A truck involved in a crash that killed three people in Tainan on Monday belongs to a transport company that frequently overworks its drivers and causes road casualties, the New Power Party (NPP) caucus said yesterday.
Two police officers, Kuo Chen-hsiung (郭振雄) and Yeh Chia-hao (葉家豪), and a truck driver surnamed Hsiao (蕭) were killed in the rear-end collision on Sun Yat-sen Freeway (Freeway No. 1).
The truck driver responsible for the accident, surnamed Lu (陸), admitted to having dozed off due to fatigue.
Photo: Wang Han-ping, Taipei Times
“While the driver has been released by the Tainan District Prosecutors’ Office on bail of NT$100,000 [US$3,377], should his boss not also be held responsible?” NPP caucus convener Hsu Yung-ming (徐永明) told a news conference at the caucus’ office in Taipei.
Since 2013, the company Lu works for, Jingshan Transport, has been fined five times by the Taoyuan Office of Labor Inspection for contraventions of labor regulations, mostly for making employees work past legal work hour limits, Hsu said.
A look at the labor records of Lu Yen-ching (盧延景), who owns Jingshan and other transport companies, showed that he has been fined by the office 12 times over the past three years, Hsu added.
Jingshan and its subsidiaries not only have poor labor records, but also numerous traffic violations and fatal car accidents, NPP Executive Chairman Huang Kuo-chang (黃國昌) said.
“The group is a potential threat to the nation’s road safety. Its record of road casualties in the past couple of years is shocking,” Huang said, adding that it is responsible for at least three fatal car incidents since 2016.

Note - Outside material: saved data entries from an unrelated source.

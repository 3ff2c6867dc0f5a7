pub mod controller;
pub mod results;
pub mod round;

pub use controller::{
    GameError, ROUND_LIMIT, WINNING_SCORE, game_seed, run_game, run_game_to,
};
pub use results::{GameResult, PlayerRoundResult, PlayerTotal, RoundEvent, RoundResult};
pub use round::{RoundError, RoundState, run_round};
use serde::{Deserialize, Serialize};
use thiserror::Error;

/// Supported stay-at-score values.
pub const SCORE_THRESHOLDS: [u32; 15] = [
    5, 10, 15, 20, 25, 30, 35, 40, 45, 50, 55, 60, 65, 70, 75,
];

/// Supported stay-at-hand-size values (distinct number cards held).
pub const HAND_SIZE_LIMITS: [usize; 5] = [2, 3, 4, 5, 6];

/// Supported high-value thresholds (stay once any held number reaches one).
pub const HIGH_VALUE_THRESHOLDS: [u8; 5] = [8, 9, 10, 11, 12];

/// One strategy variant: any non-empty subset of the three stay
/// conditions, evaluated as an OR. The action-card heuristics are fixed
/// and identical for every variant.
#[derive(
    Debug, Clone, Copy, PartialEq, Eq, Hash, Default, Serialize, Deserialize,
)]
pub struct StrategyConfig {
    #[serde(default, skip_serializing_if = "Option::is_none")]
    pub score_threshold: Option<u32>,
    #[serde(default, skip_serializing_if = "Option::is_none")]
    pub hand_size_limit: Option<usize>,
    #[serde(default, skip_serializing_if = "Option::is_none")]
    pub high_value_threshold: Option<u8>,
}

/// Rejected configurations. Raised at construction time, before any
/// simulation starts; nothing is ever silently defaulted.
#[derive(Debug, Clone, Copy, PartialEq, Eq, Error)]
pub enum InvalidStrategyConfig {
    #[error("strategy must set at least one stay condition")]
    NoConditions,
    #[error("score threshold {0} is not a supported value")]
    ScoreThreshold(u32),
    #[error("hand size limit {0} is not a supported value")]
    HandSizeLimit(usize),
    #[error("high value threshold {0} is not a supported value")]
    HighValueThreshold(u8),
}

impl StrategyConfig {
    pub fn validate(&self) -> Result<(), InvalidStrategyConfig> {
        if self.score_threshold.is_none()
            && self.hand_size_limit.is_none()
            && self.high_value_threshold.is_none()
        {
            return Err(InvalidStrategyConfig::NoConditions);
        }
        if let Some(value) = self.score_threshold
            && !SCORE_THRESHOLDS.contains(&value)
        {
            return Err(InvalidStrategyConfig::ScoreThreshold(value));
        }
        if let Some(value) = self.hand_size_limit
            && !HAND_SIZE_LIMITS.contains(&value)
        {
            return Err(InvalidStrategyConfig::HandSizeLimit(value));
        }
        if let Some(value) = self.high_value_threshold
            && !HIGH_VALUE_THRESHOLDS.contains(&value)
        {
            return Err(InvalidStrategyConfig::HighValueThreshold(value));
        }
        Ok(())
    }

    /// Stable human-readable identifier, e.g. `score15+hand4`.
    pub fn label(&self) -> String {
        let mut parts = Vec::with_capacity(3);
        if let Some(value) = self.score_threshold {
            parts.push(format!("score{value}"));
        }
        if let Some(value) = self.hand_size_limit {
            parts.push(format!("hand{value}"));
        }
        if let Some(value) = self.high_value_threshold {
            parts.push(format!("high{value}"));
        }
        parts.join("+")
    }

    pub fn condition_count(&self) -> usize {
        usize::from(self.score_threshold.is_some())
            + usize::from(self.hand_size_limit.is_some())
            + usize::from(self.high_value_threshold.is_some())
    }
}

“The Ministry of Transportation and Communications must not restrict its investigations to the driver,” he said.
If company owners are not held responsible, they will continue to overwork their employees and cause more traffic accidents, he added.
“The Ministry of Labor [last month] relaxed the rules on maximum consecutive work days for the transportation industry. Should it continue to enforce that policy now that an accident like this has happened?” Hsu asked.
Inspections of the company found that Lu had worked 22 consecutive days and had less than 11 hours of rest between shifts, the labor ministry said yesterday.
He was also found to have worked more than 12 hours of overtime on one day and 46 hours in one month, it said.
Jingshan is to be fined NT$3 million for contravening the Labor Standards Act (勞動基準法), it added.
The labor ministry said that over the past three years it has carried out four labor inspections at Jingshan and fined it a total of NT$360,000 for six breaches of labor laws, adding that it has formed a task force responsible for labor inspections at transport companies to better protect the rights of workers in the industry and to improve road safety.